A redução da maioridade penal é uma solução para o fim da criminalidade?

Enviada em 17/10/2019

Em 1971, John Lennon compôs a canção “Imagine”, composta por versos como: “imagine todas as pessoas vivendo a vida em paz”, “imagine todas as pessoas compartilhando o mundo”. É passível apenas de imaginação que a redução da maioridade penal acabará com a criminalidade no Brasil, uma verdadeira utopia, pois um país com tanta desigualdade social, ausência de políticas públicas e um sistema penitenciário ineficiente, deixa evidente que essa não é a solução mais viável para combater os altos índices de violência praticados por adolescentes.

Portanto, é cabível pontuar, alguns fatores que corroboram para o problema da marginalidade, dentre eles; à segregação social, pobreza extrema e a negligência do estado na oferta dos direitos básicos como: educação, moradia e saúde de qualidade.Logo, com tantos direitos usurpados, só aumenta a probabilidade do envolvimento com o crime, desse modo, as causas da violência e da desigualdade social não se resolverão com a adoção de leis mais severas.

É importante ainda ressaltar, que o sistema penitenciário brasileiro não tem cumprido com a sua função social, que é na reeducação e reinserção do ex- detento à sociedade, assim confirmam os dados do Conselho Nacional de Justiça, onde 70%, tornam-se reincidentes. Destarte, o ingresso antecipado expõe o adolescente ao convívio com os mais diferentes criminosos e facções, que poderão recruta-lo. Desse modo,o sistema que deveria ressocializá-lo fará o inverso.

Diante dos argumentos apresentados, é evidente que a redução da maior idade penal, não é a melhor solução para erradicação da criminalidade praticada por jovens.

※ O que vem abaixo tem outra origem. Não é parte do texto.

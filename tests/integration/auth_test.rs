//! Integration tests for login admission and the device limit.

use http::StatusCode;

use crate::helpers::TestApp;

#[tokio::test]
async fn login_returns_token_and_entitlement() {
    let app = TestApp::new();
    app.seed_active_account("alice", "secret123").await;

    let resp = app.login("alice", "secret123", "phone").await;

    assert_eq!(resp.status, StatusCode::OK);
    assert_eq!(resp.body["success"], true);

    let data = &resp.body["data"];
    assert_eq!(data["username"], "alice");
    assert_eq!(data["device"]["device_name"], "phone");
    assert_eq!(data["device"]["is_active"], true);
    assert_eq!(data["entitlement"]["expired"], false);

    let token = data["token"].as_str().expect("No token in login response");
    assert_eq!(token.len(), 64);
}

#[tokio::test]
async fn wrong_password_and_unknown_user_get_the_same_401() {
    let app = TestApp::new();
    app.seed_active_account("alice", "secret123").await;

    let wrong_password = app.login("alice", "nope", "phone").await;
    let unknown_user = app.login("nobody", "nope", "phone").await;

    assert_eq!(wrong_password.status, StatusCode::UNAUTHORIZED);
    assert_eq!(unknown_user.status, StatusCode::UNAUTHORIZED);
    assert_eq!(wrong_password.body["message"], unknown_user.body["message"]);
    assert_eq!(wrong_password.body["error"], "INVALID_CREDENTIALS");
}

#[tokio::test]
async fn suspended_account_gets_403_with_status_in_message() {
    let app = TestApp::new();
    app.seed_account(
        "bob",
        "secret123",
        netgate_entity::AccountStatus::suspended(),
        0.0,
        chrono::Utc::now() + chrono::Duration::days(30),
    )
    .await;

    let resp = app.login("bob", "secret123", "phone").await;

    assert_eq!(resp.status, StatusCode::FORBIDDEN);
    assert_eq!(resp.body["error"], "ACCOUNT_NOT_ACTIVE");
    assert!(
        resp.body["message"]
            .as_str()
            .unwrap()
            .contains("suspended")
    );
}

#[tokio::test]
async fn expired_subscription_gets_403() {
    let app = TestApp::new();
    app.seed_account(
        "carol",
        "secret123",
        netgate_entity::AccountStatus::active(),
        0.0,
        chrono::Utc::now() - chrono::Duration::days(1),
    )
    .await;

    let resp = app.login("carol", "secret123", "phone").await;

    assert_eq!(resp.status, StatusCode::FORBIDDEN);
    assert_eq!(resp.body["error"], "SUBSCRIPTION_EXPIRED");
}

#[tokio::test]
async fn third_device_is_refused_with_409() {
    let app = TestApp::new();
    app.seed_active_account("alice", "secret123").await;

    assert_eq!(
        app.login("alice", "secret123", "phone").await.status,
        StatusCode::OK
    );
    assert_eq!(
        app.login("alice", "secret123", "laptop").await.status,
        StatusCode::OK
    );

    let third = app.login("alice", "secret123", "tablet").await;
    assert_eq!(third.status, StatusCode::CONFLICT);
    assert_eq!(third.body["error"], "DEVICE_LIMIT_EXCEEDED");
}

#[tokio::test]
async fn relogin_from_a_known_device_is_not_a_new_slot() {
    let app = TestApp::new();
    app.seed_active_account("alice", "secret123").await;

    assert_eq!(
        app.login("alice", "secret123", "phone").await.status,
        StatusCode::OK
    );
    assert_eq!(
        app.login("alice", "secret123", "laptop").await.status,
        StatusCode::OK
    );

    // Same device again: admitted, no limit error.
    let again = app.login("alice", "secret123", "phone").await;
    assert_eq!(again.status, StatusCode::OK);
}

#[tokio::test]
async fn empty_device_name_is_a_400() {
    let app = TestApp::new();
    app.seed_active_account("alice", "secret123").await;

    let resp = app.login("alice", "secret123", "  ").await;

    assert_eq!(resp.status, StatusCode::BAD_REQUEST);
    assert_eq!(resp.body["error"], "VALIDATION");
}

Partindo dessa premissa, é indubitável que a educação seja instrumento de conscientização e mudança de comportamento, através da intervenção do Ministério da Educação, na ampliação da oferta da Educação Básica e na oferta de cursos técnicos profissionalizantes tanto para a comunidade carcerária como para toda à sociedade. Ademais, a participação do poder público na elaboração de projetos assistencialistas, que priorizem a diminuição das desigualdades sociais e garantam o atendimento aos direitos básicos. Pois, só assim será possível construir uma sociedade mais justa e igualitária.